//! Scripted collaborators for tests.

use std::collections::HashMap;
use std::sync::Arc;
use std::sync::atomic::{AtomicBool, Ordering};
use std::time::Duration;

use async_trait::async_trait;
use tokio::sync::Mutex;

use crate::credential::{IssuedCredential, MintedCredential, Tier};
use crate::error::{IssuanceError, Result};
use crate::gateway::{CheckoutParams, CheckoutSession, PaymentGateway, PaymentStatus, SessionStatus};
use crate::registry::{CredentialRegistry, MemoryCredentialRegistry};
use crate::store::{
    ClaimOutcome, CredentialStore, MarkOutcome, MemoryStore, PurchaseIntent, SessionStore,
};

#[derive(Default)]
struct Script {
    prices: HashMap<String, String>,
    sessions: HashMap<String, SessionStatus>,
    next_session_id: Option<String>,
    created: usize,
    checkouts: Vec<CheckoutParams>,
    portal_calls: Vec<(String, String)>,
    status_delay: Option<Duration>,
    fail_checkout: bool,
}

/// Gateway whose prices and payment states are set by the test.
#[derive(Default)]
pub struct ScriptedGateway {
    script: Mutex<Script>,
}

impl ScriptedGateway {
    pub fn new() -> Self {
        Self::default()
    }

    pub async fn add_price(&self, lookup_key: &str, price_id: &str) {
        self.script
            .lock()
            .await
            .prices
            .insert(lookup_key.into(), price_id.into());
    }

    /// Use `id` for the next checkout session instead of a generated one.
    pub async fn set_next_session_id(&self, id: &str) {
        self.script.lock().await.next_session_id = Some(id.into());
    }

    /// Mark a session as paid by `customer_id`.
    pub async fn pay(&self, session_id: &str, customer_id: &str) {
        self.set_status(
            session_id,
            SessionStatus {
                payment_status: PaymentStatus::Paid,
                customer_id: Some(customer_id.into()),
            },
        )
        .await;
    }

    pub async fn set_status(&self, session_id: &str, status: SessionStatus) {
        self.script
            .lock()
            .await
            .sessions
            .insert(session_id.into(), status);
    }

    /// Delay every status lookup, to exercise timeouts.
    pub async fn delay_status(&self, delay: Duration) {
        self.script.lock().await.status_delay = Some(delay);
    }

    pub async fn fail_checkout(&self) {
        self.script.lock().await.fail_checkout = true;
    }

    pub async fn checkouts(&self) -> Vec<CheckoutParams> {
        self.script.lock().await.checkouts.clone()
    }

    /// `(customer_id, return_url)` of every portal session requested.
    pub async fn portal_calls(&self) -> Vec<(String, String)> {
        self.script.lock().await.portal_calls.clone()
    }
}

#[async_trait]
impl PaymentGateway for ScriptedGateway {
    async fn resolve_price(&self, lookup_key: &str) -> Result<Option<String>> {
        Ok(self.script.lock().await.prices.get(lookup_key).cloned())
    }

    async fn create_checkout_session(&self, params: CheckoutParams) -> Result<CheckoutSession> {
        let mut script = self.script.lock().await;
        if script.fail_checkout {
            return Err(IssuanceError::Upstream("checkout unavailable".into()));
        }

        script.created += 1;
        let created = script.created;
        let id = script
            .next_session_id
            .take()
            .unwrap_or_else(|| format!("cs_test_{created}"));

        script.sessions.insert(
            id.clone(),
            SessionStatus {
                payment_status: PaymentStatus::Unpaid,
                customer_id: None,
            },
        );
        script.checkouts.push(params);

        Ok(CheckoutSession {
            url: format!("https://checkout.stripe.test/pay/{id}"),
            id,
        })
    }

    async fn session_status(&self, session_id: &str) -> Result<SessionStatus> {
        let delay = self.script.lock().await.status_delay;
        if let Some(delay) = delay {
            tokio::time::sleep(delay).await;
        }

        self.script
            .lock()
            .await
            .sessions
            .get(session_id)
            .cloned()
            .ok_or_else(|| IssuanceError::Upstream(format!("no such session: {session_id}")))
    }

    async fn create_portal_session(&self, customer_id: &str, return_url: &str) -> Result<String> {
        self.script
            .lock()
            .await
            .portal_calls
            .push((customer_id.into(), return_url.into()));
        Ok(format!("https://billing.stripe.test/session/{customer_id}"))
    }
}

/// Registry that delegates to a [`MemoryCredentialRegistry`] until told to
/// fail or stall.
pub struct FaultyRegistry {
    inner: Arc<MemoryCredentialRegistry>,
    fail_mint: AtomicBool,
    fail_attach: AtomicBool,
    delay: Mutex<Option<Duration>>,
}

impl FaultyRegistry {
    pub fn new(inner: Arc<MemoryCredentialRegistry>) -> Self {
        Self {
            inner,
            fail_mint: AtomicBool::new(false),
            fail_attach: AtomicBool::new(false),
            delay: Mutex::new(None),
        }
    }

    pub fn fail_mint(&self) {
        self.fail_mint.store(true, Ordering::SeqCst);
    }

    pub fn fail_attach(&self) {
        self.fail_attach.store(true, Ordering::SeqCst);
    }

    /// Delay every registry call.
    pub async fn delay(&self, delay: Duration) {
        *self.delay.lock().await = Some(delay);
    }

    async fn stall(&self) {
        let delay = *self.delay.lock().await;
        if let Some(delay) = delay {
            tokio::time::sleep(delay).await;
        }
    }
}

#[async_trait]
impl CredentialRegistry for FaultyRegistry {
    async fn issue_credential(&self, name: &str) -> Result<MintedCredential> {
        self.stall().await;
        if self.fail_mint.load(Ordering::SeqCst) {
            return Err(IssuanceError::Upstream("registry rejected key".into()));
        }
        self.inner.issue_credential(name).await
    }

    async fn attach_usage_policy(&self, credential_id: &str, policy_id: &str) -> Result<()> {
        self.stall().await;
        if self.fail_attach.load(Ordering::SeqCst) {
            return Err(IssuanceError::Upstream("usage plan unavailable".into()));
        }
        self.inner.attach_usage_policy(credential_id, policy_id).await
    }
}

/// Store that delegates to a [`MemoryStore`] until told to fail a write.
pub struct FaultyStore {
    inner: Arc<MemoryStore>,
    fail_put: AtomicBool,
    fail_save: AtomicBool,
    fail_mark: AtomicBool,
}

impl FaultyStore {
    pub fn new(inner: Arc<MemoryStore>) -> Self {
        Self {
            inner,
            fail_put: AtomicBool::new(false),
            fail_save: AtomicBool::new(false),
            fail_mark: AtomicBool::new(false),
        }
    }

    pub fn fail_put(&self) {
        self.fail_put.store(true, Ordering::SeqCst);
    }

    pub fn fail_save(&self) {
        self.fail_save.store(true, Ordering::SeqCst);
    }

    pub fn fail_mark(&self) {
        self.fail_mark.store(true, Ordering::SeqCst);
    }
}

fn store_down() -> IssuanceError {
    IssuanceError::Persistence("store unavailable".into())
}

#[async_trait]
impl SessionStore for FaultyStore {
    async fn put(&self, intent: &PurchaseIntent) -> Result<()> {
        if self.fail_put.load(Ordering::SeqCst) {
            return Err(store_down());
        }
        self.inner.put(intent).await
    }

    async fn get(&self, session_id: &str) -> Result<Option<PurchaseIntent>> {
        self.inner.get(session_id).await
    }

    async fn try_claim(&self, session_id: &str) -> Result<ClaimOutcome> {
        self.inner.try_claim(session_id).await
    }

    async fn mark_issued(&self, session_id: &str) -> Result<MarkOutcome> {
        if self.fail_mark.load(Ordering::SeqCst) {
            return Err(store_down());
        }
        self.inner.mark_issued(session_id).await
    }
}

#[async_trait]
impl CredentialStore for FaultyStore {
    async fn save(&self, credential: &IssuedCredential) -> Result<()> {
        if self.fail_save.load(Ordering::SeqCst) {
            return Err(store_down());
        }
        self.inner.save(credential).await
    }

    async fn find_by_owner(&self, owner: &str, tier: Tier) -> Result<Vec<IssuedCredential>> {
        self.inner.find_by_owner(owner, tier).await
    }
}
━━━
#### About this task:
Everything in the data above must be restated verbatim.

#### Response area:
//! Scripted collaborators for tests.

use std::collections::HashMap;
use std::sync::Arc;
use std::sync::atomic::{AtomicBool, Ordering};
use std::time::Duration;

use async_trait::async_trait;
use tokio::sync::Mutex;

use crate::credential::{IssuedCredential, MintedCredential, Tier};
use crate::error::{IssuanceError, Result};
use crate::gateway::{CheckoutParams, CheckoutSession, PaymentGateway, PaymentStatus, SessionStatus};
use crate::registry::{CredentialRegistry, MemoryCredentialRegistry};
use crate::store::{
    ClaimOutcome, CredentialStore, MarkOutcome, MemoryStore, PurchaseIntent, SessionStore,
};

#[derive(Default)]
struct Script {
    prices: HashMap<String, String>,
    sessions: HashMap<String, SessionStatus>,
    next_session_id: Option<String>,
    created: usize,
    checkouts: Vec<CheckoutParams>,
    portal_calls: Vec<(String, String)>,
    status_delay: Option<Duration>,
    fail_checkout: bool,
}

/// Gateway whose prices and payment states are set by the test.
#[derive(Default)]
pub struct ScriptedGateway {
    script: Mutex<Script>,
}

impl ScriptedGateway {
    pub fn new() -> Self {
        Self::default()
    }

    pub async fn add_price(&self, lookup_key: &str, price_id: &str) {
        self.script
            .lock()
            .await
            .prices
            .insert(lookup_key.into(), price_id.into());
    }

    /// Use `id` for the next checkout session instead of a generated one.
    pub async fn set_next_session_id(&self, id: &str) {
        self.script.lock().await.next_session_id = Some(id.into());
    }

    /// Mark a session as paid by `customer_id`.
    pub async fn pay(&self, session_id: &str, customer_id: &str) {
        self.set_status(
            session_id,
            SessionStatus {
                payment_status: PaymentStatus::Paid,
                customer_id: Some(customer_id.into()),
            },
        )
        .await;
    }

    pub async fn set_status(&self, session_id: &str, status: SessionStatus) {
        self.script
            .lock()
            .await
            .sessions
            .insert(session_id.into(), status);
    }

    /// Delay every status lookup, to exercise timeouts.
    pub async fn delay_status(&self, delay: Duration) {
        self.script.lock().await.status_delay = Some(delay);
    }

    pub async fn fail_checkout(&self) {
        self.script.lock().await.fail_checkout = true;
    }

    pub async fn checkouts(&self) -> Vec<CheckoutParams> {
        self.script.lock().await.checkouts.clone()
    }

    /// `(customer_id, return_url)` of every portal session requested.
    pub async fn portal_calls(&self) -> Vec<(String, String)> {
        self.script.lock().await.portal_calls.clone()
    }
}

#[async_trait]
impl PaymentGateway for ScriptedGateway {
    async fn resolve_price(&self, lookup_key: &str) -> Result<Option<String>> {
        Ok(self.script.lock().await.prices.get(lookup_key).cloned())
    }

    async fn create_checkout_session(&self, params: CheckoutParams) -> Result<CheckoutSession> {
        let mut script = self.script.lock().await;
        if script.fail_checkout {
            return Err(IssuanceError::Upstream("checkout unavailable".into()));
        }

        script.created += 1;
        let created = script.created;
        let id = script
            .next_session_id
            .take()
            .unwrap_or_else(|| format!("cs_test_{created}"));

        script.sessions.insert(
            id.clone(),
            SessionStatus {
                payment_status: PaymentStatus::Unpaid,
                customer_id: None,
            },
        );
        script.checkouts.push(params);

        Ok(CheckoutSession {
            url: format!("https://checkout.stripe.test/pay/{id}"),
            id,
        })
    }

    async fn session_status(&self, session_id: &str) -> Result<SessionStatus> {
        let delay = self.script.lock().await.status_delay;
        if let Some(delay) = delay {
            tokio::time::sleep(delay).await;
        }

        self.script
            .lock()
            .await
            .sessions
            .get(session_id)
            .cloned()
            .ok_or_else(|| IssuanceError::Upstream(format!("no such session: {session_id}")))
    }

    async fn create_portal_session(&self, customer_id: &str, return_url: &str) -> Result<String> {
        self.script
            .lock()
            .await
            .portal_calls
            .push((customer_id.into(), return_url.into()));
        Ok(format!("https://billing.stripe.test/session/{customer_id}"))
    }
}

/// Registry that delegates to a [`MemoryCredentialRegistry`] until told to
/// fail or stall.
pub struct FaultyRegistry {
    inner: Arc<MemoryCredentialRegistry>,
    fail_mint: AtomicBool,
    fail_attach: AtomicBool,
    delay: Mutex<Option<Duration>>,
}

impl FaultyRegistry {
    pub fn new(inner: Arc<MemoryCredentialRegistry>) -> Self {
        Self {
            inner,
            fail_mint: AtomicBool::new(false),
            fail_attach: AtomicBool::new(false),
            delay: Mutex::new(None),
        }
    }

    pub fn fail_mint(&self) {
        self.fail_mint.store(true, Ordering::SeqCst);
    }

    pub fn fail_attach(&self) {
        self.fail_attach.store(true, Ordering::SeqCst);
    }

    /// Delay every registry call.
    pub async fn delay(&self, delay: Duration) {
        *self.delay.lock().await = Some(delay);
    }

    async fn stall(&self) {
        let delay = *self.delay.lock().await;
        if let Some(delay) = delay {
            tokio::time::sleep(delay).await;
        }
    }
}

#[async_trait]
impl CredentialRegistry for FaultyRegistry {
    async fn issue_credential(&self, name: &str) -> Result<MintedCredential> {
        self.stall().await;
        if self.fail_mint.load(Ordering::SeqCst) {
            return Err(IssuanceError::Upstream("registry rejected key".into()));
        }
        self.inner.issue_credential(name).await
    }

    async fn attach_usage_policy(&self, credential_id: &str, policy_id: &str) -> Result<()> {
        self.stall().await;
        if self.fail_attach.load(Ordering::SeqCst) {
            return Err(IssuanceError::Upstream("usage plan unavailable".into()));
        }
        self.inner.attach_usage_policy(credential_id, policy_id).await
    }
}

/// Store that delegates to a [`MemoryStore`] until told to fail a write.
pub struct FaultyStore {
    inner: Arc<MemoryStore>,
    fail_put: AtomicBool,
    fail_save: AtomicBool,
    fail_mark: AtomicBool,
}

impl FaultyStore {
    pub fn new(inner: Arc<MemoryStore>) -> Self {
        Self {
            inner,
            fail_put: AtomicBool::new(false),
            fail_save: AtomicBool::new(false),
            fail_mark: AtomicBool::new(false),
        }
    }

    pub fn fail_put(&self) {
        self.fail_put.store(true, Ordering::SeqCst);
    }

    pub fn fail_save(&self) {
        self.fail_save.store(true, Ordering::SeqCst);
    }

    pub fn fail_mark(&self) {
        self.fail_mark.store(true, Ordering::SeqCst);
    }
}

fn store_down() -> IssuanceError {
    IssuanceError::Persistence("store unavailable".into())
}

#[async_trait]
impl SessionStore for FaultyStore {
    async fn put(&self, intent: &PurchaseIntent) -> Result<()> {
        if self.fail_put.load(Ordering::SeqCst) {
            return Err(store_down());
        }
        self.inner.put(intent).await
    }

    async fn get(&self, session_id: &str) -> Result<Option<PurchaseIntent>> {
        self.inner.get(session_id).await
    }

    async fn try_claim(&self, session_id: &str) -> Result<ClaimOutcome> {
        self.inner.try_claim(session_id).await
    }

    async fn mark_issued(&self, session_id: &str) -> Result<MarkOutcome> {
        if self.fail_mark.load(Ordering::SeqCst) {
            return Err(store_down());
        }
        self.inner.mark_issued(session_id).await
    }
}

#[async_trait]
impl CredentialStore for FaultyStore {
    async fn save(&self, credential: &IssuedCredential) -> Result<()> {
        if self.fail_save.load(Ordering::SeqCst) {
            return Err(store_down());
        }
        self.inner.save(credential).await
    }

    async fn find_by_owner(&self, owner: &str, tier: Tier) -> Result<Vec<IssuedCredential>> {
        self.inner.find_by_owner(owner, tier).await
    }
}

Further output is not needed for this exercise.